12  MLE for ARMA Models

OLS can only be used to estimate AR models, but not MA models. MA models or ARMA models in general can be estimated using maximum likelihood approach. Maximum likelihood estimation (MLE) starts with an assumed distribution of the random variables. The parameters are chosen to maximize the likelihood of observing the data under the distribution.

Consider an ARMA(\(p\), \(q\)) model

\[ y_t = \phi_1 y_{t-1} +\dots + \phi_p y_{t-p} + u_t + \theta_1 u_{t-1} + \dots + \theta_q u_{t-q} \]
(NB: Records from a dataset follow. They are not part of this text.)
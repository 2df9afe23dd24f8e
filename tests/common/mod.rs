//! Shared test doubles and fixtures

#![allow(dead_code)]

use kbqa::embedding::{Encoder, HashingEncoder};
use kbqa::errors::{QaError, Result};
use std::sync::atomic::{AtomicBool, AtomicUsize, Ordering};

/// Hashing encoder that counts every text it encodes
#[derive(Default)]
pub struct CountingEncoder {
    inner: HashingEncoder,
    texts: AtomicUsize,
    calls: AtomicUsize,
}

impl CountingEncoder {
    pub fn texts_encoded(&self) -> usize {
        self.texts.load(Ordering::SeqCst)
    }

    pub fn calls(&self) -> usize {
        self.calls.load(Ordering::SeqCst)
    }
}

impl Encoder for CountingEncoder {
    fn encode_batch(&self, texts: &[&str]) -> Result<Vec<Vec<f32>>> {
        self.calls.fetch_add(1, Ordering::SeqCst);
        self.texts.fetch_add(texts.len(), Ordering::SeqCst);
        self.inner.encode_batch(texts)
    }

    fn dimension(&self) -> usize {
        self.inner.dimension()
    }

    fn model_id(&self) -> &str {
        "counting"
    }
}

/// Fails until `recover` is called
#[derive(Default)]
pub struct FlakyEncoder {
    inner: HashingEncoder,
    healthy: AtomicBool,
}

impl FlakyEncoder {
    pub fn recover(&self) {
        self.healthy.store(true, Ordering::SeqCst);
    }
}

impl Encoder for FlakyEncoder {
    fn encode_batch(&self, texts: &[&str]) -> Result<Vec<Vec<f32>>> {
        if self.healthy.load(Ordering::SeqCst) {
            self.inner.encode_batch(texts)
        } else {
            Err(QaError::Encoding("model endpoint timed out".to_string()))
        }
    }

    fn dimension(&self) -> usize {
        self.inner.dimension()
    }

    fn model_id(&self) -> &str {
        "flaky"
    }
}

/// One knowledge base line in the two-turn record format
pub fn record_line(question: &str, answer: &str) -> String {
    serde_json::json!({
        "contents": [
            {"role": "user", "parts": [{"text": question}]},
            {"role": "model", "parts": [{"text": answer}]}
        ]
    })
    .to_string()
}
Write in the form of data matrix:

\[ \begin{bmatrix} y_1 \\ y_2 \\ y_3 \\ \vdots \\y_T \end{bmatrix}= \underbrace{ \begin{bmatrix} y_0 & y_{-1} & \dots & y_{1-p} \\ y_1 & y_{0} & \dots & y_{2-p} \\ y_2 & y_{1} & \dots & y_{3-p} \\ \vdots & \vdots & \ddots & \vdots \\ y_T & y_{T-1} & \dots & y_{T-p} \\ \end{bmatrix} }_{\boldsymbol X} \begin{bmatrix} \phi_1 \\ \phi_2 \\ \phi_3 \\ \vdots \\ \phi_p \end{bmatrix} + \underbrace{ \begin{bmatrix} 1 & 0 & 0 & \dots & 0 \\ \theta_1 & 1 & 0 & \dots & 0 \\ \theta_2 & \theta_1 & 1 & \dots & 0 \\ \vdots & \vdots & & \ddots & \vdots \\ 0 & \dots & \theta_2 & \theta_1 & 1 \end{bmatrix} }_{\boldsymbol\Gamma} \begin{bmatrix} u_1 \\ u_2 \\ u_3 \\ \vdots \\ u_T \end{bmatrix} \]

Or compactly,

\[ \boldsymbol{y = X\phi + \Gamma u}. \]

We assume the innovations are jointly normal \(\boldsymbol u \sim N(0,\sigma^2\boldsymbol I)\). We also assume the first \(p\) observations are known initial values \(y_0, y_{-1},\dots,y_{1-p}\) and \(u_0 = u_{-1} = \dots = u_{1-q} = 0\). Therefore, the observed data are jointly normal given the initial condition,

\[ \boldsymbol{y|y_0} \sim N(\boldsymbol{X\phi}, \sigma^2\boldsymbol{\Gamma\Gamma'}). \]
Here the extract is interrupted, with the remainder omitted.